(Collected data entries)
★ ★ ★ ★
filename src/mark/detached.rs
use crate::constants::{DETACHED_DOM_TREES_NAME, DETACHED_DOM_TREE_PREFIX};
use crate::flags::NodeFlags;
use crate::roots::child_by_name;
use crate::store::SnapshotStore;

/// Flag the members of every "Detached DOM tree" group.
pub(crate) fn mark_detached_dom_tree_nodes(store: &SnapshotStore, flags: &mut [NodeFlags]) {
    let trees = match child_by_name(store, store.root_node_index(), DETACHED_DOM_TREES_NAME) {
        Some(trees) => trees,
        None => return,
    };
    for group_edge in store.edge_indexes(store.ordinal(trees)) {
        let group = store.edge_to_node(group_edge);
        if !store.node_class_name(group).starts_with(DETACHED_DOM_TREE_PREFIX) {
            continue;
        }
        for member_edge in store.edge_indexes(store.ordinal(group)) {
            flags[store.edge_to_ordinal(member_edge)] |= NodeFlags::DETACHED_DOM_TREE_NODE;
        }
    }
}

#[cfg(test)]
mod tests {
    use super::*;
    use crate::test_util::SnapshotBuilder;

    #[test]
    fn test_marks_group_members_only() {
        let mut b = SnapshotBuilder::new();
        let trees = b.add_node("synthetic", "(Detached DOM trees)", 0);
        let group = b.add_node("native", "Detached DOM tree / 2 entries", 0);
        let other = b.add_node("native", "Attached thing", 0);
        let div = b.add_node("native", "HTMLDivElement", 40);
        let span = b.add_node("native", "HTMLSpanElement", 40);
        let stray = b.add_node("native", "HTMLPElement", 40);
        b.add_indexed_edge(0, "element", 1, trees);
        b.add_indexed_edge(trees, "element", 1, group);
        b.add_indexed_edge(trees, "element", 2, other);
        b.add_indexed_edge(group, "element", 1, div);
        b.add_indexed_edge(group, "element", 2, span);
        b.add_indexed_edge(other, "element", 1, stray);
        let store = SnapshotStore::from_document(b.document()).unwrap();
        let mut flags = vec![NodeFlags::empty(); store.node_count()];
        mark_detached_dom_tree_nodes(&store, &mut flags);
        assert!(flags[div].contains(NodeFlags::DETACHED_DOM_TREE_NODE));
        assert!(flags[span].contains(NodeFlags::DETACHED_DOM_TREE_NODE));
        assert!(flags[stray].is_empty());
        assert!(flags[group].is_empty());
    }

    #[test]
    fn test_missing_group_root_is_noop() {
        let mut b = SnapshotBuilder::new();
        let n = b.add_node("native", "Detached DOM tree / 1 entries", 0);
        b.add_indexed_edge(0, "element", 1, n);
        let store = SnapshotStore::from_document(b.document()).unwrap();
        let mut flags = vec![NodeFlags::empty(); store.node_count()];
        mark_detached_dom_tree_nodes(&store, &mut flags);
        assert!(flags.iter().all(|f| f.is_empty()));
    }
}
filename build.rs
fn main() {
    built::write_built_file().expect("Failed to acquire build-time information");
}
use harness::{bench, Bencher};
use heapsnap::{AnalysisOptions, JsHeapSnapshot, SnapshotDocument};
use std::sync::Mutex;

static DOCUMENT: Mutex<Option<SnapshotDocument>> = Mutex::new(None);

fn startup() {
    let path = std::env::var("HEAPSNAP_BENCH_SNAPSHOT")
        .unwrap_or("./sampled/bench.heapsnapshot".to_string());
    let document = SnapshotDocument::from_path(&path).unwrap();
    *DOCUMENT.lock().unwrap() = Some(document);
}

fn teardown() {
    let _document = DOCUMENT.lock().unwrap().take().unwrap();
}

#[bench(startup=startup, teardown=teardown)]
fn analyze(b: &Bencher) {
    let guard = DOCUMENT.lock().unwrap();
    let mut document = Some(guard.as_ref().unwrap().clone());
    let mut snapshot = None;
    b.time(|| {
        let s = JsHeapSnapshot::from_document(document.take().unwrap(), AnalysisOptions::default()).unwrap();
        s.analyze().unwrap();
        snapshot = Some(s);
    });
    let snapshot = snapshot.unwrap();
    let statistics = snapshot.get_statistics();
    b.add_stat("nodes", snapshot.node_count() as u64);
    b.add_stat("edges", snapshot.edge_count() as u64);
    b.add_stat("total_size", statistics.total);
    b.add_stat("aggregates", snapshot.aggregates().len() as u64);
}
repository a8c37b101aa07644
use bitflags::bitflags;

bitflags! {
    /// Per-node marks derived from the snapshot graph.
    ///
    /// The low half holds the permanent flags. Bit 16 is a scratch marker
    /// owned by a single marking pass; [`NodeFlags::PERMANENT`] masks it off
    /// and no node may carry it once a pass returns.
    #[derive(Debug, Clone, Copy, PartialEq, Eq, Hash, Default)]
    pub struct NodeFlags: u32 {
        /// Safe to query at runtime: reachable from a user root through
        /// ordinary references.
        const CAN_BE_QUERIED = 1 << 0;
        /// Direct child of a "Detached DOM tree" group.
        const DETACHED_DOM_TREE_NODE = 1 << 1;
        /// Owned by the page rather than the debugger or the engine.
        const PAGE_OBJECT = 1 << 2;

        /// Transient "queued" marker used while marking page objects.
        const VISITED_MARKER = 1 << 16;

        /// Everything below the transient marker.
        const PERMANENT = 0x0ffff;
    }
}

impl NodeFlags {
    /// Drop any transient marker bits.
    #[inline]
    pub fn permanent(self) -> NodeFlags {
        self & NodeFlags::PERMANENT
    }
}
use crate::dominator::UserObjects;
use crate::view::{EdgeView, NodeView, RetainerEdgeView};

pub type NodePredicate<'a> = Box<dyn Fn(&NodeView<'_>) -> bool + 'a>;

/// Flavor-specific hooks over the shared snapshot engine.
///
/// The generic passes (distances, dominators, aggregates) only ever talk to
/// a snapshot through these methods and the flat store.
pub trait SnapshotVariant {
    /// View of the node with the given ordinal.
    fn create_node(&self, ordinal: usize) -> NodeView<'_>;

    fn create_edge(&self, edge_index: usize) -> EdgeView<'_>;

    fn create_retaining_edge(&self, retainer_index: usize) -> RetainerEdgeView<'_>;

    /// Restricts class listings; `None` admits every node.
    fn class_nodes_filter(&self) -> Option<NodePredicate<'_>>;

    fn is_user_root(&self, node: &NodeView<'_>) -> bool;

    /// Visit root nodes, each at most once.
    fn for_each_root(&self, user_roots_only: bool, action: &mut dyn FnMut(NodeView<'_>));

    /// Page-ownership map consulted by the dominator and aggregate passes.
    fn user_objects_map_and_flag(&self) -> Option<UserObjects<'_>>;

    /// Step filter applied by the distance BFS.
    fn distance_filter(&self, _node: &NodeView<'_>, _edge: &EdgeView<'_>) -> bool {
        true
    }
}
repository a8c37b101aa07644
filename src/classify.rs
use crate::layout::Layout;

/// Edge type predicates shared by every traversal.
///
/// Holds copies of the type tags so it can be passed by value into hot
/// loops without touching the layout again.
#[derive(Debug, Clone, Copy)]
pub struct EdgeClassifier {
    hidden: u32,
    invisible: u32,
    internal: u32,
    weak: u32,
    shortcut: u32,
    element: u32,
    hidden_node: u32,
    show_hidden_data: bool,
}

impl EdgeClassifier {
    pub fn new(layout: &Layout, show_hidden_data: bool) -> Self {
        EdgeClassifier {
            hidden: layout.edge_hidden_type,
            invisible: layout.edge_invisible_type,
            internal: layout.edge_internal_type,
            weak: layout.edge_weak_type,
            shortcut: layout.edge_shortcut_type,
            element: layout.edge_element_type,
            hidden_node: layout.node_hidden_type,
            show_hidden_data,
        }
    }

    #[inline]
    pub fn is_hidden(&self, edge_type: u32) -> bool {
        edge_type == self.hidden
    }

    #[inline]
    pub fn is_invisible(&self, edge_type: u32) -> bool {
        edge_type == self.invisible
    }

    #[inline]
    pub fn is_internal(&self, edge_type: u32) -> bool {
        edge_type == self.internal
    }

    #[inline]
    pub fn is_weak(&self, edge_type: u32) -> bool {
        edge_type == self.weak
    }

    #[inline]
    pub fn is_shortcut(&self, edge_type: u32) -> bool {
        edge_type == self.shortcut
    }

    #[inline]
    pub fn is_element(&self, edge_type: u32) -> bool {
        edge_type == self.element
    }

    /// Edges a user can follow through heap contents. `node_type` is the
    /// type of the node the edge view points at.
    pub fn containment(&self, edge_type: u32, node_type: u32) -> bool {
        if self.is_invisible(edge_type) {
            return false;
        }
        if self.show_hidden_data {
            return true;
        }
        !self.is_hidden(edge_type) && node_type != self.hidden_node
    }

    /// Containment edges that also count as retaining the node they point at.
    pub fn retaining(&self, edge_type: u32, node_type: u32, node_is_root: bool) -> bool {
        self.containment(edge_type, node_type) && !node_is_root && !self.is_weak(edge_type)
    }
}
★ ★ ★ ★
Every line of the records in which the string "None" is found should be counted, and only the count returned.

4